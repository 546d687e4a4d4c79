use wgpu::{BindGroup, BindGroupLayout, ComputePipeline as WgpuComputePipeline, Device};

use crate::config::WORKGROUP_SIZE;
use crate::gpu::buffers::GridBuffers;

/// Compute pipeline running one shader invocation per cell
pub struct ComputePipeline {
    pipeline: WgpuComputePipeline,
    bind_group_layout: BindGroupLayout,
}

impl ComputePipeline {
    /// Create a new compute pipeline
    pub fn new(device: &Device) -> Self {
        let shader = device.create_shader_module(wgpu::ShaderModuleDescriptor {
            label: Some("life-compute-shader"),
            source: wgpu::ShaderSource::Wgsl(include_str!("../shaders/life.wgsl").into()),
        });

        let bind_group_layout = device.create_bind_group_layout(&wgpu::BindGroupLayoutDescriptor {
            label: Some("life-bind-group-layout"),
            entries: &[
                // Current generation (read-only snapshot)
                storage_entry(0, true),
                // Next generation (one write per invocation)
                storage_entry(1, false),
                // Grid parameters
                wgpu::BindGroupLayoutEntry {
                    binding: 2,
                    visibility: wgpu::ShaderStages::COMPUTE,
                    ty: wgpu::BindingType::Buffer {
                        ty: wgpu::BufferBindingType::Uniform,
                        has_dynamic_offset: false,
                        min_binding_size: None,
                    },
                    count: None,
                },
            ],
        });

        let pipeline_layout = device.create_pipeline_layout(&wgpu::PipelineLayoutDescriptor {
            label: Some("life-pipeline-layout"),
            bind_group_layouts: &[&bind_group_layout],
            push_constant_ranges: &[],
        });

        let pipeline = device.create_compute_pipeline(&wgpu::ComputePipelineDescriptor {
            label: Some("life-compute-pipeline"),
            layout: Some(&pipeline_layout),
            module: &shader,
            entry_point: Some("main"),
            compilation_options: Default::default(),
            cache: None,
        });

        Self {
            pipeline,
            bind_group_layout,
        }
    }

    /// Create a bind group for a set of step buffers
    pub fn create_bind_group(&self, device: &Device, buffers: &GridBuffers) -> BindGroup {
        device.create_bind_group(&wgpu::BindGroupDescriptor {
            label: Some("life-bind-group"),
            layout: &self.bind_group_layout,
            entries: &[
                wgpu::BindGroupEntry {
                    binding: 0,
                    resource: buffers.input.as_entire_binding(),
                },
                wgpu::BindGroupEntry {
                    binding: 1,
                    resource: buffers.output.as_entire_binding(),
                },
                wgpu::BindGroupEntry {
                    binding: 2,
                    resource: buffers.params_buffer.as_entire_binding(),
                },
            ],
        })
    }

    /// Dispatch the compute shader over the whole grid
    pub fn dispatch(
        &self,
        encoder: &mut wgpu::CommandEncoder,
        bind_group: &BindGroup,
        grid_width: u32,
        grid_height: u32,
    ) {
        let (workgroups_x, workgroups_y) = workgroup_counts(grid_width, grid_height);

        let mut pass = encoder.begin_compute_pass(&wgpu::ComputePassDescriptor {
            label: Some("life-compute-pass"),
            timestamp_writes: None,
        });

        pass.set_pipeline(&self.pipeline);
        pass.set_bind_group(0, bind_group, &[]);
        pass.dispatch_workgroups(workgroups_x, workgroups_y, 1);
    }
}

/// Workgroups needed to cover the grid; edge invocations past the grid return early
pub fn workgroup_counts(grid_width: u32, grid_height: u32) -> (u32, u32) {
    (
        grid_width.div_ceil(WORKGROUP_SIZE),
        grid_height.div_ceil(WORKGROUP_SIZE),
    )
}

fn storage_entry(binding: u32, read_only: bool) -> wgpu::BindGroupLayoutEntry {
    wgpu::BindGroupLayoutEntry {
        binding,
        visibility: wgpu::ShaderStages::COMPUTE,
        ty: wgpu::BindingType::Buffer {
            ty: wgpu::BufferBindingType::Storage { read_only },
            has_dynamic_offset: false,
            min_binding_size: None,
        },
        count: None,
    }
}

#[cfg(test)]
mod tests {
    use super::*;

    #[test]
    fn test_workgroup_counts_cover_grid() {
        assert_eq!(workgroup_counts(16, 16), (1, 1));
        assert_eq!(workgroup_counts(17, 1), (2, 1));
        assert_eq!(workgroup_counts(80, 23), (5, 2));
    }
}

____

### Required work
Please output the material above exactly as it reads.

### Solution
repository 546d687e4a4d4c79
use wgpu::{BindGroup, BindGroupLayout, ComputePipeline as WgpuComputePipeline, Device};

use crate::config::WORKGROUP_SIZE;
use crate::gpu::buffers::GridBuffers;

/// Compute pipeline running one shader invocation per cell
pub struct ComputePipeline {
    pipeline: WgpuComputePipeline,
    bind_group_layout: BindGroupLayout,
}

impl ComputePipeline {
    /// Create a new compute pipeline
    pub fn new(device: &Device) -> Self {
        let shader = device.create_shader_module(wgpu::ShaderModuleDescriptor {
            label: Some("life-compute-shader"),
            source: wgpu::ShaderSource::Wgsl(include_str!("../shaders/life.wgsl").into()),
        });

        let bind_group_layout = device.create_bind_group_layout(&wgpu::BindGroupLayoutDescriptor {
            label: Some("life-bind-group-layout"),
            entries: &[
                // Current generation (read-only snapshot)
                storage_entry(0, true),
                // Next generation (one write per invocation)
                storage_entry(1, false),
                // Grid parameters
                wgpu::BindGroupLayoutEntry {
                    binding: 2,
                    visibility: wgpu::ShaderStages::COMPUTE,
                    ty: wgpu::BindingType::Buffer {
                        ty: wgpu::BufferBindingType::Uniform,
                        has_dynamic_offset: false,
                        min_binding_size: None,
                    },
                    count: None,
                },
            ],
        });

        let pipeline_layout = device.create_pipeline_layout(&wgpu::PipelineLayoutDescriptor {
            label: Some("life-pipeline-layout"),
            bind_group_layouts: &[&bind_group_layout],
            push_constant_ranges: &[],
        });

        let pipeline = device.create_compute_pipeline(&wgpu::ComputePipelineDescriptor {
            label: Some("life-compute-pipeline"),
            layout: Some(&pipeline_layout),
            module: &shader,
            entry_point: Some("main"),
            compilation_options: Default::default(),
            cache: None,
        });

        Self {
            pipeline,
            bind_group_layout,
        }
    }

    /// Create a bind group for a set of step buffers
    pub fn create_bind_group(&self, device: &Device, buffers: &GridBuffers) -> BindGroup {
        device.create_bind_group(&wgpu::BindGroupDescriptor {
            label: Some("life-bind-group"),
            layout: &self.bind_group_layout,
            entries: &[
                wgpu::BindGroupEntry {
                    binding: 0,
                    resource: buffers.input.as_entire_binding(),
                },
                wgpu::BindGroupEntry {
                    binding: 1,
                    resource: buffers.output.as_entire_binding(),
                },
                wgpu::BindGroupEntry {
                    binding: 2,
                    resource: buffers.params_buffer.as_entire_binding(),
                },
            ],
        })
    }

    /// Dispatch the compute shader over the whole grid
    pub fn dispatch(
        &self,
        encoder: &mut wgpu::CommandEncoder,
        bind_group: &BindGroup,
        grid_width: u32,
        grid_height: u32,
    ) {
        let (workgroups_x, workgroups_y) = workgroup_counts(grid_width, grid_height);

        let mut pass = encoder.begin_compute_pass(&wgpu::ComputePassDescriptor {
            label: Some("life-compute-pass"),
            timestamp_writes: None,
        });

        pass.set_pipeline(&self.pipeline);
        pass.set_bind_group(0, bind_group, &[]);
        pass.dispatch_workgroups(workgroups_x, workgroups_y, 1);
    }
}

/// Workgroups needed to cover the grid; edge invocations past the grid return early
pub fn workgroup_counts(grid_width: u32, grid_height: u32) -> (u32, u32) {
    (
        grid_width.div_ceil(WORKGROUP_SIZE),
        grid_height.div_ceil(WORKGROUP_SIZE),
    )
}

fn storage_entry(binding: u32, read_only: bool) -> wgpu::BindGroupLayoutEntry {
    wgpu::BindGroupLayoutEntry {
        binding,
        visibility: wgpu::ShaderStages::COMPUTE,
        ty: wgpu::BindingType::Buffer {
            ty: wgpu::BufferBindingType::Storage { read_only },
            has_dynamic_offset: false,
            min_binding_size: None,
        },
        count: None,
    }
}

#[cfg(test)]
mod tests {
    use super::*;

    #[test]
    fn test_workgroup_counts_cover_grid() {
        assert_eq!(workgroup_counts(16, 16), (1, 1));
        assert_eq!(workgroup_counts(17, 1), (2, 1));
        assert_eq!(workgroup_counts(80, 23), (5, 2));
    }
}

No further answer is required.